Lo único que pretende Mi ex es un espía es divertir y lo logra bajo la condición de que el espectador esté dispuesto a dejar su cerebro en la boletería. No hay una sola sutileza, un solo diálogo que exija la más mínima actividad neuronal. Sin embargo, funciona a base de acción acelerada, enredos previsibles y empatía con las protagonistas.
Incluso la película podría venderse como un plan de turismo de aventuras: acompañe a dos chicas simpáticas en sus peligrosas peripecias por Europa. Las chicas son Mila Kunis y Kate McKinnon. Actrices nacidas y criadas para la comedia. Kunis, más contenida, con esa mezcla de torpeza y belleza exótica que es su sello, y McKinnon, más desatada, más burda, como si se sintiese moralmente obligada a ser histriónica.
Ellas componen a dos amigas solteras de 30 años que se ven implicadas en un embrollo internacional en el que se enfrentan organizaciones terroristas y servicios secretos de varios países. En realidad, la historia es un especie de coctelera argumental, que sólo sirve para meter adentro, y agitar después, una serie situaciones cómicas en capitales europeas. Pero ni en el rubro de folleto turístico se destaca Mi ex es un espía, porque Viena, Praga, Berlín y París son mostradas a través de sus edificios más emblemáticos, con una falta de ingenio fotográfico casi impúdica.

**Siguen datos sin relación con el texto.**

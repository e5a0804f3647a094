// SPDX-License-Identifier: BUSL-1.1
// Copyright (c) 2026 Alfred Jean LLC

//! Credential persistence: load/save to JSON file with atomic writes.

use std::path::Path;

use serde::{Deserialize, Serialize};

/// Persisted broker state.
#[derive(Debug, Default, Clone, PartialEq, Eq, Serialize, Deserialize)]
pub struct PersistedCredentials {
    pub refresh_token: String,
    #[serde(default, skip_serializing_if = "Option::is_none")]
    pub access_token: Option<String>,
    /// Access token expiry as epoch seconds.
    #[serde(default)]
    pub expires_at: u64,
}

/// Load persisted credentials from a JSON file.
pub fn load(path: &Path) -> anyhow::Result<PersistedCredentials> {
    let contents = std::fs::read_to_string(path)?;
    let creds: PersistedCredentials = serde_json::from_str(&contents)?;
    Ok(creds)
}

/// Save persisted credentials to a JSON file atomically (write tmp + rename).
///
/// The temp name carries the PID and a counter so concurrent saves never
/// share a temp file.
pub fn save(path: &Path, creds: &PersistedCredentials) -> anyhow::Result<()> {
    use std::sync::atomic::{AtomicU32, Ordering};
    static COUNTER: AtomicU32 = AtomicU32::new(0);

    if let Some(dir) = path.parent().filter(|d| !d.as_os_str().is_empty()) {
        std::fs::create_dir_all(dir)?;
    }
    let json = serde_json::to_string_pretty(creds)?;
    let seq = COUNTER.fetch_add(1, Ordering::Relaxed);
    let tmp_name = format!(
        "{}.{}.{}.tmp",
        path.file_name().unwrap_or_default().to_string_lossy(),
        std::process::id(),
        seq,
    );
    let tmp_path = path.with_file_name(tmp_name);
    std::fs::write(&tmp_path, json)?;
    restrict_permissions(&tmp_path)?;
    std::fs::rename(&tmp_path, path)?;
    Ok(())
}

/// Owner-only access: the file holds a long-lived refresh token.
fn restrict_permissions(path: &Path) -> std::io::Result<()> {
    use std::os::unix::fs::PermissionsExt;
    std::fs::set_permissions(path, std::fs::Permissions::from_mode(0o600))
}
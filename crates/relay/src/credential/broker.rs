// SPDX-License-Identifier: BUSL-1.1
// Copyright (c) 2026 Alfred Jean LLC

//! Credential broker: caches the access token and renews it just before expiry.
//!
//! Refresh is single-flight. Callers that find the token stale while an
//! exchange is running await that exchange and share its outcome, success or
//! failure. A finished exchange is forgotten, so the next stale read starts a
//! new one.

use std::path::PathBuf;
use std::sync::Arc;
use std::time::Duration;

use futures_util::future::{BoxFuture, Shared};
use futures_util::FutureExt;
use tokio::sync::{Mutex, RwLock};

use crate::credential::persist::{self, PersistedCredentials};
use crate::credential::{epoch_secs, CredentialStatus, TokenEndpoint};
use crate::error::RelayError;

/// Lifetime assumed when the token endpoint omits `expires_in`.
const DEFAULT_TOKEN_LIFETIME_SECS: u64 = 3600;

type RefreshFlight = Shared<BoxFuture<'static, Result<String, RelayError>>>;

#[derive(Default)]
struct TokenState {
    access_token: Option<String>,
    refresh_token: Option<String>,
    expires_at: u64, // epoch seconds
}

impl TokenState {
    /// The cached token, if it stays valid for more than `margin_secs`.
    fn fresh_token(&self, margin_secs: u64, now: u64) -> Option<String> {
        let token = self.access_token.as_ref()?;
        (now.saturating_add(margin_secs) < self.expires_at).then(|| token.clone())
    }
}

/// Hands out valid bearer tokens for the device API.
pub struct CredentialBroker {
    tokens: RwLock<TokenState>,
    in_flight: Mutex<Option<RefreshFlight>>,
    endpoint: Arc<dyn TokenEndpoint>,
    margin_secs: u64,
    persist_path: Option<PathBuf>,
}

impl CredentialBroker {
    pub fn new(
        endpoint: Arc<dyn TokenEndpoint>,
        refresh_token: Option<String>,
        margin: Duration,
        persist_path: Option<PathBuf>,
    ) -> Arc<Self> {
        let tokens = TokenState {
            refresh_token: refresh_token.filter(|t| !t.is_empty()),
            ..TokenState::default()
        };
        Arc::new(Self {
            tokens: RwLock::new(tokens),
            in_flight: Mutex::new(None),
            endpoint,
            margin_secs: margin.as_secs(),
            persist_path,
        })
    }

    /// Seed state from a persisted credential file.
    ///
    /// The persisted refresh token replaces the configured one: it may have
    /// been rotated since the configuration was written.
    pub async fn load_persisted(&self, creds: &PersistedCredentials) {
        let mut tokens = self.tokens.write().await;
        if !creds.refresh_token.is_empty() {
            tokens.refresh_token = Some(creds.refresh_token.clone());
        }
        if let Some(ref access) = creds.access_token {
            tokens.access_token = Some(access.clone());
            tokens.expires_at = creds.expires_at;
        }
    }

    /// Install a known access token.
    pub async fn seed(&self, access_token: String, expires_in: u64) {
        let mut tokens = self.tokens.write().await;
        tokens.access_token = Some(access_token);
        tokens.expires_at = epoch_secs() + expires_in;
    }

    /// Return a token valid for at least the refresh margin, refreshing first if needed.
    pub async fn valid_access_token(self: &Arc<Self>) -> Result<String, RelayError> {
        {
            let tokens = self.tokens.read().await;
            if let Some(token) = tokens.fresh_token(self.margin_secs, epoch_secs()) {
                return Ok(token);
            }
            if tokens.refresh_token.is_none() {
                return Err(RelayError::NotAuthenticated);
            }
        }
        self.join_refresh(false).await
    }

    /// Exchange the refresh token now, or join the exchange already running.
    pub async fn refresh(self: &Arc<Self>) -> Result<String, RelayError> {
        self.join_refresh(true).await
    }

    pub async fn status(&self) -> CredentialStatus {
        let tokens = self.tokens.read().await;
        let now = epoch_secs();
        CredentialStatus {
            authenticated: tokens.fresh_token(self.margin_secs, now).is_some(),
            has_refresh_token: tokens.refresh_token.is_some(),
            expires_in_secs: tokens
                .access_token
                .as_ref()
                .map(|_| tokens.expires_at.saturating_sub(now)),
        }
    }

    async fn join_refresh(self: &Arc<Self>, force: bool) -> Result<String, RelayError> {
        let flight = {
            let mut in_flight = self.in_flight.lock().await;
            // A finished flight left behind by a cancelled waiter is never rejoined.
            match in_flight.as_ref().filter(|flight| flight.peek().is_none()) {
                Some(flight) => flight.clone(),
                None => {
                    // A flight may have finished between the caller's stale read and now.
                    if !force {
                        let tokens = self.tokens.read().await;
                        if let Some(token) = tokens.fresh_token(self.margin_secs, epoch_secs()) {
                            return Ok(token);
                        }
                    }
                    let broker = Arc::clone(self);
                    let flight = async move { broker.exchange().await }.boxed().shared();
                    *in_flight = Some(flight.clone());
                    flight
                }
            }
        };

        let result = flight.clone().await;

        let mut in_flight = self.in_flight.lock().await;
        if in_flight.as_ref().is_some_and(|current| Shared::ptr_eq(current, &flight)) {
            *in_flight = None;
        }
        result
    }

    async fn exchange(&self) -> Result<String, RelayError> {
        let refresh_token =
            self.tokens.read().await.refresh_token.clone().ok_or(RelayError::NotAuthenticated)?;

        let response = match self.endpoint.exchange(&refresh_token).await {
            Ok(response) => response,
            Err(e) => {
                tracing::warn!(err = %e, "access token refresh failed");
                return Err(e);
            }
        };
        let Some(access_token) = response.access_token.filter(|t| !t.is_empty()) else {
            tracing::warn!("token response has no access_token");
            return Err(RelayError::Auth("token response has no access_token".to_owned()));
        };
        let lifetime =
            if response.expires_in == 0 { DEFAULT_TOKEN_LIFETIME_SECS } else { response.expires_in };

        let snapshot = {
            let mut tokens = self.tokens.write().await;
            tokens.access_token = Some(access_token.clone());
            tokens.expires_at = epoch_secs() + lifetime;
            if let Some(rotated) = response.refresh_token.filter(|t| !t.is_empty()) {
                if tokens.refresh_token.as_deref() != Some(rotated.as_str()) {
                    tracing::info!("refresh token rotated");
                }
                tokens.refresh_token = Some(rotated);
            }
            PersistedCredentials {
                refresh_token: tokens.refresh_token.clone().unwrap_or_default(),
                access_token: tokens.access_token.clone(),
                expires_at: tokens.expires_at,
            }
        };

        tracing::info!(expires_in = lifetime, "access token refreshed");
        self.persist(&snapshot);
        Ok(access_token)
    }

    /// Persist current credentials to disk.
    fn persist(&self, creds: &PersistedCredentials) {
        let Some(ref path) = self.persist_path else {
            return;
        };
        if let Err(e) = persist::save(path, creds) {
            tracing::warn!(path = %path.display(), err = %e, "failed to persist credentials");
        }
    }
}

#[cfg(test)]
#[path = "broker_tests.rs"]
mod tests;
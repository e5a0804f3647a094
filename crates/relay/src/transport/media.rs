// SPDX-License-Identifier: BUSL-1.1
// Copyright (c) 2026 Alfred Jean LLC

//! Read-only serving of slot manifests and segments.

use std::io;
use std::sync::Arc;

use axum::extract::{Path, State};
use axum::http::header;
use axum::response::{IntoResponse, Response};

use crate::error::RelayError;
use crate::state::RelayState;

fn content_type(file: &str) -> &'static str {
    if file.ends_with(".m3u8") {
        "application/vnd.apple.mpegurl"
    } else {
        "video/mp2t"
    }
}

/// `GET /slots/{id}/{file}`
///
/// Manifest requests wait for the slot to become ready; segments are served
/// as stored.
pub async fn slot_artifact(
    State(s): State<Arc<RelayState>>,
    Path((slot, file)): Path<(String, String)>,
) -> Response {
    let path = match s.orchestrator.store().resolve_artifact(&slot, &file) {
        Ok(path) => path,
        Err(e) => return e.to_http_response().into_response(),
    };

    if file.ends_with(".m3u8") {
        if let Err(e) = s.orchestrator.wait_ready(&slot, s.config.ready_timeout()).await {
            tracing::debug!(slot = %slot, err = %e, "manifest not available");
            return e.to_http_response().into_response();
        }
    }

    match tokio::fs::read(&path).await {
        Ok(bytes) => (
            [(header::CONTENT_TYPE, content_type(&file)), (header::CACHE_CONTROL, "no-cache")],
            bytes,
        )
            .into_response(),
        Err(e) if e.kind() == io::ErrorKind::NotFound => {
            RelayError::NotFound(format!("{slot}/{file}")).to_http_response().into_response()
        }
        Err(e) => {
            tracing::warn!(slot = %slot, file = %file, err = %e, "failed to read artifact");
            RelayError::Io(e.to_string()).to_http_response().into_response()
        }
    }
}
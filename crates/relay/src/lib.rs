// SPDX-License-Identifier: BUSL-1.1
// Copyright (c) 2026 Alfred Jean LLC

//! Camrelay: relays cloud camera feeds into per-slot rolling HLS segments.

pub mod config;
pub mod credential;
pub mod error;
pub mod events;
pub mod grant;
pub mod slot;
pub mod state;
pub mod transport;

#[cfg(test)]
pub mod test_support;

use std::sync::{Arc, Once};

use tokio::net::TcpListener;
use tokio_util::sync::CancellationToken;
use tracing_subscriber::EnvFilter;

use crate::config::RelayConfig;
use crate::grant::extender::spawn_grant_extender;
use crate::state::RelayState;
use crate::transport::build_router;

static CRYPTO_INIT: Once = Once::new();

/// Install the ring crypto provider for reqwest/rustls.
/// Safe to call multiple times; only the first call has effect.
pub fn ensure_crypto() {
    CRYPTO_INIT.call_once(|| {
        let _ = rustls::crypto::ring::default_provider().install_default();
    });
}

/// Initialize tracing from `--log-level` and `--log-format`.
pub fn init_tracing(config: &RelayConfig) {
    use tracing_subscriber::fmt;

    let filter = EnvFilter::try_new(&config.log_level).unwrap_or_else(|_| EnvFilter::new("info"));

    let result = match config.log_format.as_str() {
        "json" => fmt::fmt().with_env_filter(filter).json().try_init(),
        _ => fmt::fmt().with_env_filter(filter).try_init(),
    };
    drop(result);
}

/// Cancel `shutdown` on SIGTERM or SIGINT.
fn spawn_signal_handler(shutdown: CancellationToken) {
    tokio::spawn(async move {
        let mut sigterm =
            tokio::signal::unix::signal(tokio::signal::unix::SignalKind::terminate()).ok();
        let mut sigint =
            tokio::signal::unix::signal(tokio::signal::unix::SignalKind::interrupt()).ok();

        tokio::select! {
            _ = async {
                if let Some(ref mut s) = sigterm { s.recv().await } else { std::future::pending().await }
            } => {
                tracing::info!("received SIGTERM");
            }
            _ = async {
                if let Some(ref mut s) = sigint { s.recv().await } else { std::future::pending().await }
            } => {
                tracing::info!("received SIGINT");
            }
            _ = shutdown.cancelled() => return,
        }
        shutdown.cancel();
    });
}

/// Run the relay server until shutdown, then stop every slot.
pub async fn run(config: RelayConfig) -> anyhow::Result<()> {
    ensure_crypto();
    let addr = format!("{}:{}", config.host, config.port);
    let shutdown = CancellationToken::new();

    let state = Arc::new(RelayState::build(config.clone(), shutdown.clone()).await?);
    let status = state.broker.status().await;
    if !status.has_refresh_token {
        tracing::warn!("no refresh token configured; device requests will fail until one is provided");
    }

    spawn_signal_handler(shutdown.clone());
    if config.auto_extend {
        spawn_grant_extender(Arc::clone(&state));
    }

    let router = build_router(Arc::clone(&state));
    let listener = TcpListener::bind(&addr).await?;
    tracing::info!(
        staging_root = %state.orchestrator.store().root().display(),
        "camrelay listening on {addr}"
    );
    let served =
        axum::serve(listener, router).with_graceful_shutdown(shutdown.clone().cancelled_owned()).await;

    shutdown.cancel();
    state.orchestrator.stop_all().await;
    served?;
    Ok(())
}
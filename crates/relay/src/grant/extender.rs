// SPDX-License-Identifier: BUSL-1.1
// Copyright (c) 2026 Alfred Jean LLC

//! Background renewal of stream grants that are about to expire.

use std::sync::Arc;

use crate::error::RelayError;
use crate::events::SlotEvent;
use crate::state::RelayState;

/// Spawn a single background task that extends expiring grants of running slots.
pub fn spawn_grant_extender(state: Arc<RelayState>) {
    let interval = state.config.extend_check_interval();
    let margin_secs = state.config.extend_margin_secs;

    tokio::spawn(async move {
        let mut timer = tokio::time::interval(interval);
        timer.set_missed_tick_behavior(tokio::time::MissedTickBehavior::Skip);

        loop {
            tokio::select! {
                _ = state.shutdown.cancelled() => break,
                _ = timer.tick() => {}
            }
            extend_expiring(&state, margin_secs).await;
        }
    });
}

/// Extend every tracked grant within `margin_secs` of expiry.
pub async fn extend_expiring(state: &RelayState, margin_secs: u64) {
    for slot in state.grants_expiring_within(margin_secs).await {
        match state.extend_slot(&slot).await {
            Ok(_) => {}
            // The slot stopped or was restarted since the snapshot.
            Err(RelayError::NotFound(_)) => {
                tracing::debug!(slot = %slot, "dropped grant of finished slot");
            }
            Err(e) => {
                tracing::warn!(slot = %slot, err = %e, "stream grant extension failed");
                state
                    .orchestrator
                    .emit(SlotEvent::GrantExtendFailed { slot: slot.clone(), error: e.to_string() });
            }
        }
    }
}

En realidad todo lo que propone esta comedia tiene algo de inimputable. Es perezosa como parodia del género de espionaje y también como exponente cultural del feminismo. Ambas fallas, no obstante, terminan siendo virtudes, si es que puede llamarse así a esta exhibición de lugares comunes en estado de gracia. Un involuntario panfleto de la despreocupación cinematográfica destinado al consumo culpable.